[mythtv] TiVo versus MCE versus my cable company

Joseph A. Caputo jcaputo1 at comcast.net
Fri Mar 4 02:21:05 UTC 2005


Brad Templeton wrote:

>On Thu, Mar 03, 2005 at 05:15:24PM -0500, Joseph A. Caputo wrote:
>  
>
>>Not true.  The 'robustness' clause of the Broadcast Flag mandate 
>>specifically prohibits them from releasing something potentially 
>>crackable, basically meaning that the protection has to be hard-wired 
>>into the silicon.  *All* software and firmware can be hacked.  The FCC 
>>    
>>
>
>I just can't read it that way.  Ain't nothin' that's not crackable if
>you put enough effort into it.  I mean it's not even that expensive
>to buy a raw HDTV encoder card that takes analog inputs, it's just
>not in the consumer products region.
>  
>
>However, we are talking about cablecard, not the broadcast flag, so
>I am not sure what the BF mandate has to do with this option.  When it
>comes to the BF, since vast numbers of non-compliant cards are already
>out there, one hardly needs strong security there since since the genie
>has already escaped from the barn.
>  
>
CableCard-enabled devices will be subject to the BF mandate just as much 
as any other device.
If the BF mandate is upheld, it really doesn't matter that the 'horse 
has already been let out of the bottle' :-)
All that will matter is that devices manufactured after July 1st will 
have to pass muster with the FCC;
anything that was grandfathered in is irrelevant.

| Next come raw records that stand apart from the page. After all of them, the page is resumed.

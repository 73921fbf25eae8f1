//! Git provider services for GitHub and GitLab
//!
//! Provides one capability set over both hosts. The engine only talks to
//! [`GitProvider`]; which implementation backs a repository is decided by a
//! [`ProviderFactory`].

mod factory;
mod github;
mod gitlab;

pub use factory::{DefaultProviderFactory, ProviderFactory, create_provider};
pub use github::GitHubService;
pub use gitlab::GitLabService;

use crate::error::Result;
use crate::types::{Branch, CommitStatus, IssueType, MergeMethod, PullRequest, User};
use async_trait::async_trait;
use std::collections::HashMap;

/// Git provider capability set, bound to one repository
#[async_trait]
pub trait GitProvider: Send + Sync {
    /// List pull requests; only open ones when `open_only`
    async fn list_pull_requests(&self, open_only: bool) -> Result<Vec<PullRequest>>;

    /// Fetch one pull request with live mergeability
    async fn get_pull_request(&self, id: u64) -> Result<PullRequest>;

    /// Fetch a branch and its tip
    async fn get_branch(&self, name: &str) -> Result<Branch>;

    /// Latest commit status per context for `reference`
    async fn list_commit_statuses(&self, reference: &str) -> Result<Vec<CommitStatus>>;

    /// Publish a commit status on `sha`
    async fn set_commit_status(&self, sha: &str, status: &CommitStatus) -> Result<()>;

    /// Merge a pull request at `sha`; an empty message lets the host choose
    async fn merge_pull_request(
        &self,
        id: u64,
        sha: &str,
        method: MergeMethod,
        message: &str,
    ) -> Result<()>;

    /// Whether `user` may push to the repository
    async fn can_user_write_to_repo(&self, user: &User) -> Result<bool>;

    /// Comment on an issue or pull request
    async fn register_comment(&self, kind: IssueType, id: u64, body: &str) -> Result<()>;

    /// Add a label to an issue or pull request
    async fn set_label(&self, kind: IssueType, id: u64, label: &str) -> Result<()>;

    /// Remove a label from an issue or pull request
    async fn delete_label(&self, kind: IssueType, id: u64, label: &str) -> Result<()>;
}

/// Keep the first status seen per context
///
/// Both hosts return statuses newest first.
fn latest_per_context(statuses: impl IntoIterator<Item = CommitStatus>) -> Vec<CommitStatus> {
    let mut seen: HashMap<String, CommitStatus> = HashMap::new();
    let mut order = Vec::new();
    for status in statuses {
        if !seen.contains_key(&status.context) {
            order.push(status.context.clone());
            seen.insert(status.context.clone(), status);
        }
    }
    order
        .into_iter()
        .filter_map(|context| seen.remove(&context))
        .collect()
}
//! blocker - merge queue daemon

use anyhow::Context;
use clap::{Parser, ValueEnum};
use pr_blocker::Blocker;
use pr_blocker::blocker::{Scheduler, serve_status, status_router};
use pr_blocker::config::{FileConfigStore, load_config_file};
use pr_blocker::platform::DefaultProviderFactory;
use pr_blocker::store::HttpJobStore;
use std::path::PathBuf;
use std::sync::Arc;
use tokio::net::TcpListener;
use tracing::info;
use tracing_subscriber::EnvFilter;
use tracing_subscriber::layer::SubscriberExt;
use tracing_subscriber::util::SubscriberInitExt;

#[derive(Clone, Copy, Debug, ValueEnum)]
enum LogFormat {
    Text,
    Json,
}

#[derive(Parser)]
#[command(name = "blocker")]
#[command(about = "Merge queue for GitHub/GitLab pull requests")]
#[command(version)]
struct Cli {
    /// Configuration file
    #[arg(short, long, default_value = "blocker.toml")]
    config: PathBuf,

    /// Status server bind address (overrides the config file)
    #[arg(long)]
    status_addr: Option<String>,

    /// Pipeline period in seconds (overrides the config file)
    #[arg(long)]
    sync_period: Option<u64>,

    /// Log filter used when RUST_LOG is unset
    #[arg(long, default_value = "info")]
    log_level: String,

    /// Log output format
    #[arg(long, value_enum, default_value_t = LogFormat::Text)]
    log_format: LogFormat,

    /// Run a single pipeline cycle and exit
    #[arg(long)]
    once: bool,
}

fn init_logging(cli: &Cli) {
    let filter = EnvFilter::try_from_default_env()
        .or_else(|_| EnvFilter::try_new(&cli.log_level))
        .unwrap_or_else(|_| EnvFilter::new("info"));

    let registry = tracing_subscriber::registry().with(filter);
    match cli.log_format {
        LogFormat::Text => registry
            .with(tracing_subscriber::fmt::layer().with_target(false))
            .init(),
        LogFormat::Json => registry.with(tracing_subscriber::fmt::layer().json()).init(),
    }
}

#[tokio::main]
async fn main() -> anyhow::Result<()> {
    let cli = Cli::parse();
    init_logging(&cli);

    let file = load_config_file(&cli.config)
        .with_context(|| format!("failed to load {}", cli.config.display()))?;

    let mut settings = file.blocker;
    if let Some(addr) = cli.status_addr {
        settings.status_addr = addr;
    }
    if let Some(period) = cli.sync_period {
        settings.sync_period_secs = period;
    }

    let job_store_url = file
        .job_store
        .map(|j| j.url)
        .filter(|url| !url.is_empty())
        .context("[job_store] url is required")?;
    let jobs = HttpJobStore::new(&job_store_url).context("failed to create job store client")?;

    let blocker = Arc::new(Blocker::new(
        settings.clone(),
        Arc::new(FileConfigStore::new(&cli.config)),
        Arc::new(jobs),
        Arc::new(DefaultProviderFactory),
    ));
    let mut scheduler = Scheduler::new(Arc::clone(&blocker));

    if cli.once {
        scheduler.run_cycle().await;
        return Ok(());
    }

    let listener = TcpListener::bind(&settings.status_addr)
        .await
        .with_context(|| format!("failed to bind {}", settings.status_addr))?;
    let router = status_router(blocker, scheduler.subscribe());

    info!(period_secs = settings.sync_period_secs, "starting blocker");
    tokio::select! {
        result = serve_status(listener, router) => result.context("status server failed")?,
        () = scheduler.run() => {}
    }
    Ok(())
}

>It's the cable and satellite companies who will be demanding more
>security -- no that their own systems have been non-crackable.
>
>  
>
>>modchips.  If I had to guess, I'd say that they will include at least a 
>>rudimentary Palladium-like capability to lock down the platform.  
>>Anything short of that would be hacked pretty quickly.
>>    
>>
>
>Those among them who know any engineering know it will be hacked.
>Until you have palladium level circuitry built into the memory
>controller and CPU interfaces.   And frankly, even then.  The
>video stream has to flow over the memory bus unencypted at some point
>or another.  A determined hacker could capture it.
>
>Even worse in audio, where the USB speaker spec is popular.  Unless you
>plan to refuse to play on all existing USB speakers, want to tell me
>how you can stop me from getting at the digital audio streams with
>all the TCPA in the world?
>
>Palladium programs will be able to insist that your video driver is
>one they trust, ditto your audio driver but you can only go so far.
>
>
>DRM systems don't prevent data from getting out.  They do two things:
>
>    a) They stop ordinary users from conveniently copying the data,
>    and slow advanced users down.
>
>    b) They allow creation of industry cartels for media related
>    hardware and software, so that nobody can come in with competing
>    tools without joining the cartel first.
>  
>

Right.  The robustness clause is all about level of effort required.
Clearly a DRM scheme that simply requires the software/firmware
to provide a key has been proven to be too easily hackable.